> _YOUR GOAL_
What you return should match the data below exactly, with every entry reproduced.

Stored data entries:
BEGIN

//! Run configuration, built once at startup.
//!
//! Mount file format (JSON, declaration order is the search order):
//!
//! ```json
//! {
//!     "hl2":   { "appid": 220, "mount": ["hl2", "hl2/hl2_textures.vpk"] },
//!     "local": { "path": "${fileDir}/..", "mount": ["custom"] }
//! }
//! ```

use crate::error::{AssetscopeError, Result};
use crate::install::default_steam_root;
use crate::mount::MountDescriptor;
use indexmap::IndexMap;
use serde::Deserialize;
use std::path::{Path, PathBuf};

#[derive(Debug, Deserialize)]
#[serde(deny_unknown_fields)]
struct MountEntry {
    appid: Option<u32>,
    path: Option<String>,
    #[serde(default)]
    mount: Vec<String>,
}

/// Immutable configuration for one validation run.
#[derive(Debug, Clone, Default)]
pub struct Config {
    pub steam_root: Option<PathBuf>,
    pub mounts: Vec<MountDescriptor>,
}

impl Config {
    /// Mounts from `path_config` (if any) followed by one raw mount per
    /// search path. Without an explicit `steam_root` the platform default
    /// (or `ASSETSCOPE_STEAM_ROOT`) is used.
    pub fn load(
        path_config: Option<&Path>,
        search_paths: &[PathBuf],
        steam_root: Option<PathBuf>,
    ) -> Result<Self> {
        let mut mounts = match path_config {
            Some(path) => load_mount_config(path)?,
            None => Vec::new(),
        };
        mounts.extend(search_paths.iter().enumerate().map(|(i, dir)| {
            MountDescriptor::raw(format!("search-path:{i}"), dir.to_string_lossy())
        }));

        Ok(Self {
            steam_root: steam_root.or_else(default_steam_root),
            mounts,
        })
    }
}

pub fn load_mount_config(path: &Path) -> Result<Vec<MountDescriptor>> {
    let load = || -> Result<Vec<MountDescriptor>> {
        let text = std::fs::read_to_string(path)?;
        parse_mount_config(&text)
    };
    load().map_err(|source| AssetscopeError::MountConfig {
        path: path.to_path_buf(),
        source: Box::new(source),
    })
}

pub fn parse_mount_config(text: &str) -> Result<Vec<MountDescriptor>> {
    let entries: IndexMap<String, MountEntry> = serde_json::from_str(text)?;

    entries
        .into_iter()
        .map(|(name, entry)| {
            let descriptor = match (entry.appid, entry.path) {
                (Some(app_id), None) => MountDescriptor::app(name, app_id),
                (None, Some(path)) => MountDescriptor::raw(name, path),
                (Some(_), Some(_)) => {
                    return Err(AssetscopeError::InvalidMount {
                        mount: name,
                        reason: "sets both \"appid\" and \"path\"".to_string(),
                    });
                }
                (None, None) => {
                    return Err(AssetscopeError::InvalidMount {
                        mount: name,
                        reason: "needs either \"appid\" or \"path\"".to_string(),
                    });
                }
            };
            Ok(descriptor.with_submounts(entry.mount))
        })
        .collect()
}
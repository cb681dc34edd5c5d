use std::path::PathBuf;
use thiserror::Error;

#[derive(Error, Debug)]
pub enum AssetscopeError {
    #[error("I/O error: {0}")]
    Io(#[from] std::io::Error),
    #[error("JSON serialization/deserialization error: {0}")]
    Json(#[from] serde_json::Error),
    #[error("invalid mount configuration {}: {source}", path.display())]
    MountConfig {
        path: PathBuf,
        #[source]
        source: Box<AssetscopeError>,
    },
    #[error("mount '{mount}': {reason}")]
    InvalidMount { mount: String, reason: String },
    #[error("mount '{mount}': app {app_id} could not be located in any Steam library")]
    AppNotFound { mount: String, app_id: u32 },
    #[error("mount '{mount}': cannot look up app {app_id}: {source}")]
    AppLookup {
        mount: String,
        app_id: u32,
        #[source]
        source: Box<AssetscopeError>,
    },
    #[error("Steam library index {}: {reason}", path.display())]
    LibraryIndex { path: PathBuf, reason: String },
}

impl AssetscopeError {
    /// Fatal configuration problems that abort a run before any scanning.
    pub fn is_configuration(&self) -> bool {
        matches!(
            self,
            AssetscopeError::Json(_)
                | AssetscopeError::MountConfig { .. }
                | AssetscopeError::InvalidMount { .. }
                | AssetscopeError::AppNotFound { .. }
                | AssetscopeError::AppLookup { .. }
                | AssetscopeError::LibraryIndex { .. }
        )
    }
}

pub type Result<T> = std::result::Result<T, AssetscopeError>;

END

> _SOLUTION BELOW_
//! Run configuration, built once at startup.
//!
//! Mount file format (JSON, declaration order is the search order):
//!
//! ```json
//! {
//!     "hl2":   { "appid": 220, "mount": ["hl2", "hl2/hl2_textures.vpk"] },
//!     "local": { "path": "${fileDir}/..", "mount": ["custom"] }
//! }
//! ```

use crate::error::{AssetscopeError, Result};
use crate::install::default_steam_root;
use crate::mount::MountDescriptor;
use indexmap::IndexMap;
use serde::Deserialize;
use std::path::{Path, PathBuf};

#[derive(Debug, Deserialize)]
#[serde(deny_unknown_fields)]
struct MountEntry {
    appid: Option<u32>,
    path: Option<String>,
    #[serde(default)]
    mount: Vec<String>,
}

/// Immutable configuration for one validation run.
#[derive(Debug, Clone, Default)]
pub struct Config {
    pub steam_root: Option<PathBuf>,
    pub mounts: Vec<MountDescriptor>,
}

impl Config {
    /// Mounts from `path_config` (if any) followed by one raw mount per
    /// search path. Without an explicit `steam_root` the platform default
    /// (or `ASSETSCOPE_STEAM_ROOT`) is used.
    pub fn load(
        path_config: Option<&Path>,
        search_paths: &[PathBuf],
        steam_root: Option<PathBuf>,
    ) -> Result<Self> {
        let mut mounts = match path_config {
            Some(path) => load_mount_config(path)?,
            None => Vec::new(),
        };
        mounts.extend(search_paths.iter().enumerate().map(|(i, dir)| {
            MountDescriptor::raw(format!("search-path:{i}"), dir.to_string_lossy())
        }));

        Ok(Self {
            steam_root: steam_root.or_else(default_steam_root),
            mounts,
        })
    }
}

pub fn load_mount_config(path: &Path) -> Result<Vec<MountDescriptor>> {
    let load = || -> Result<Vec<MountDescriptor>> {
        let text = std::fs::read_to_string(path)?;
        parse_mount_config(&text)
    };
    load().map_err(|source| AssetscopeError::MountConfig {
        path: path.to_path_buf(),
        source: Box::new(source),
    })
}

pub fn parse_mount_config(text: &str) -> Result<Vec<MountDescriptor>> {
    let entries: IndexMap<String, MountEntry> = serde_json::from_str(text)?;

    entries
        .into_iter()
        .map(|(name, entry)| {
            let descriptor = match (entry.appid, entry.path) {
                (Some(app_id), None) => MountDescriptor::app(name, app_id),
                (None, Some(path)) => MountDescriptor::raw(name, path),
                (Some(_), Some(_)) => {
                    return Err(AssetscopeError::InvalidMount {
                        mount: name,
                        reason: "sets both \"appid\" and \"path\"".to_string(),
                    });
                }
                (None, None) => {
                    return Err(AssetscopeError::InvalidMount {
                        mount: name,
                        reason: "needs either \"appid\" or \"path\"".to_string(),
                    });
                }
            };
            Ok(descriptor.with_submounts(entry.mount))
        })
        .collect()
}
repository cb681dc34edd5c5d
use std::path::PathBuf;
use thiserror::Error;

#[derive(Error, Debug)]
pub enum AssetscopeError {
    #[error("I/O error: {0}")]
    Io(#[from] std::io::Error),
    #[error("JSON serialization/deserialization error: {0}")]
    Json(#[from] serde_json::Error),
    #[error("invalid mount configuration {}: {source}", path.display())]
    MountConfig {
        path: PathBuf,
        #[source]
        source: Box<AssetscopeError>,
    },
    #[error("mount '{mount}': {reason}")]
    InvalidMount { mount: String, reason: String },
    #[error("mount '{mount}': app {app_id} could not be located in any Steam library")]
    AppNotFound { mount: String, app_id: u32 },
    #[error("mount '{mount}': cannot look up app {app_id}: {source}")]
    AppLookup {
        mount: String,
        app_id: u32,
        #[source]
        source: Box<AssetscopeError>,
    },
    #[error("Steam library index {}: {reason}", path.display())]
    LibraryIndex { path: PathBuf, reason: String },
}

impl AssetscopeError {
    /// Fatal configuration problems that abort a run before any scanning.
    pub fn is_configuration(&self) -> bool {
        matches!(
            self,
            AssetscopeError::Json(_)
                | AssetscopeError::MountConfig { .. }
                | AssetscopeError::InvalidMount { .. }
                | AssetscopeError::AppNotFound { .. }
                | AssetscopeError::AppLookup { .. }
                | AssetscopeError::LibraryIndex { .. }
        )
    }
}

pub type Result<T> = std::result::Result<T, AssetscopeError>;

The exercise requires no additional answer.